What skills should you have before attempting to become a certified court interpreter?

Professional court interpreters: 

  • possess native-like mastery of both English and a second language,
  • have wide, general knowledge that is comparable to two years of college or university education, and,
  • perform the three mode of court interpreting – simultaneous, consecutive, and sight translation.

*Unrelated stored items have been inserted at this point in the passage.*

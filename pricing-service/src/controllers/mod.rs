pub mod price_controller;
//! Cliente HTTP del servicio de pricing
//!
//! Consulta `GET /services/price?vehicleId={id}` y devuelve el precio como
//! string ya formateado. El precio no se persiste: el servicio de pricing es
//! la fuente autoritativa y se consulta en cada lectura individual.

use async_trait::async_trait;
use serde::Deserialize;
use tracing::debug;

use super::ClientError;

/// Capacidad de resolver un precio para un vehículo
#[async_trait]
pub trait PricingApi: Send + Sync {
    async fn price_for(&self, vehicle_id: i64) -> Result<String, ClientError>;
}

/// Body de respuesta del servicio de pricing
#[derive(Debug, Deserialize)]
struct PriceQuote {
    currency: String,
    price: String,
}

impl PriceQuote {
    fn formatted(&self) -> String {
        format!("{} {}", self.currency, self.price)
    }
}

pub struct HttpPricingClient {
    client: reqwest::Client,
    base_url: String,
}

impl HttpPricingClient {
    pub fn new(base_url: String) -> Self {
        let client = reqwest::Client::builder()
            .timeout(std::time::Duration::from_secs(10))
            .build()
            .expect("Failed to create HTTP client");

        Self { client, base_url }
    }
}

#[async_trait]
impl PricingApi for HttpPricingClient {
    async fn price_for(&self, vehicle_id: i64) -> Result<String, ClientError> {
        let url = format!(
            "{}/services/price?vehicleId={}",
            self.base_url, vehicle_id
        );
        debug!("Consultando precio: {}", url);

        let response = self.client.get(&url).send().await?;

        let status = response.status();
        if !status.is_success() {
            return Err(ClientError::Status(status));
        }

        let quote: PriceQuote = response.json().await?;
        Ok(quote.formatted())
    }
}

Court interpreters must be able to perform each mode of interpreting skillfully enough to: 

  • include everything that was said,
  • preserve the tone and level of the language of the speaker, and
  • neither change nor add to what is said

Native-like mastery of languages requires reading and speaking the languages regularly in a wide variety of settings, and, usually, years of formal education. Acquiring the performance skills needed requires some innate ability and practice, practice, practice!

Self Assessment Questions Related to Court Interpreting

1. Do you have experience interpreting simultaneously in court or conference settings? 

2. Have you ever recorded yourself while simultaneously interpreting, and compared your performance to a transcript of what was said? 

3. If you answer to 2 was yes, how successful were you? 

a) I could not keep up. 
b) I could keep up most of the time. 
c) I omitted very little of the original information. 
d) I rendered the complete meaning of what was said with very few exceptions. 

4. When watching the nightly news, I can simultaneously render the newscaster’s speech into my specialty, non-English language without falling behind. 

a) Always 
b) Most of the time 
c) Often 
d) Rarely 
e) Never 

5. If someone reads a descriptive passage (what something looks like or something that happened), I can remember and repeat back what I hear word-for-word. 

a) I have never tried this, and have no idea 
b) Only if the passage is less than 20 words 
c.) Usually, even if the passage is as many as 30 to 40 words long 
d) Usually, even when the passage is more than 40 words long

KEY

Question 1: If your answer was no, you are probably not ready for the exam. 
Question 2: If your answer was no, you are probably not ready for the exam. 
Question 3: If your answer was C or D, you are a good candidate for the exam. If you answer was B, did you accurately render as much as 80% of the source language? If yes, then you might be ready for the exam. 
Question 4: If you answered D or E, you are not ready for the exam. 
Question 5: If you answered C or D, you are probably ready for the exam.